21 Réponses à “Lettre à l’expert visiteur”

  1. Dominique Dupagne 1 juin 2015 à 10:02 #

    Je crois que je vais vraiment garder comme titre pour mon prochain livre : QMC (Qualité Mes Couilles). Ta démonstration est superbe.

    • docteursachs 1 juin 2015 à 12:42 #

      Je réserve dès à présent mon exemplaire!

  2. docmamz 1 juin 2015 à 10:52 #

    Moi, j’aime bien laisser des commentaires, même si c’est pour répéter des choses que tu sais.

    Au cas où tu en doutes encore, ou que tu culpabilises d’arrêter (ce que tu sais très bien faire) : tu as raison.
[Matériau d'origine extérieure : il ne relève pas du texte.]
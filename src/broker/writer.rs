//! Direct write buffer for a client connection.
//!
//! The broker appends encoded frames to the buffer while holding its lock;
//! the connection task waits on the notify handle and flushes the buffer to
//! the socket outside the lock.

use std::fmt;
use std::sync::atomic::{AtomicBool, Ordering};

use bytes::{Bytes, BytesMut};
use parking_lot::Mutex;
use tokio::sync::Notify;

use super::Transport;

/// Shared write buffer between the broker and one connection task
pub struct SharedWriter {
    /// Encoded bytes waiting to be written
    buffer: Mutex<BytesMut>,
    /// Signalled when the buffer gains data or the writer is closed
    notify: Notify,
    alive: AtomicBool,
}

impl SharedWriter {
    pub fn new() -> Self {
        Self {
            buffer: Mutex::new(BytesMut::with_capacity(2048)),
            notify: Notify::new(),
            alive: AtomicBool::new(true),
        }
    }

    /// Check if the connection is still alive
    pub fn is_alive(&self) -> bool {
        self.alive.load(Ordering::Acquire)
    }

    /// Get the notify handle for the connection loop
    pub fn notified(&self) -> tokio::sync::futures::Notified<'_> {
        self.notify.notified()
    }

    /// Take all pending data from the buffer
    pub fn take_buffer(&self) -> BytesMut {
        self.buffer.lock().split()
    }

    /// Get buffer length (for debugging and tests)
    pub fn buffer_len(&self) -> usize {
        self.buffer.lock().len()
    }
}

impl Default for SharedWriter {
    fn default() -> Self {
        Self::new()
    }
}

impl Transport for SharedWriter {
    fn send(&self, bytes: Bytes) {
        if !self.is_alive() {
            return;
        }
        self.buffer.lock().extend_from_slice(&bytes);
        self.notify.notify_one();
    }

    /// Mark the connection as closed; bytes already buffered are still
    /// flushed by the connection task
    fn close(&self) {
        self.alive.store(false, Ordering::Release);
        self.notify.notify_one();
    }

    fn is_closed(&self) -> bool {
        !self.is_alive()
    }
}

impl fmt::Debug for SharedWriter {
    fn fmt(&self, f: &mut fmt::Formatter<'_>) -> fmt::Result {
        f.debug_struct("SharedWriter")
            .field("alive", &self.is_alive())
            .field("buffered", &self.buffer_len())
            .finish()
    }
}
    C’est dommage, c’est rageant, c’est d’une absurdité sans nom, mais c’est une machine plus grosse que nous, et nous, nos idéaux et notre belle vision de notre métier, on va se faire écraser à essayer de lutter contre ça.

    J’ai pas encore fini mon cheminement, mais j’ai déjà compris que quoiqu’on fasse, on sera perdant. Et sûrement que les patients aussi.

    En sachant ça, et malgré la rage que ça peut mettre au ventre, le plus absurde serait de rester et de mourir d’épuisement ou écrasé par la machine.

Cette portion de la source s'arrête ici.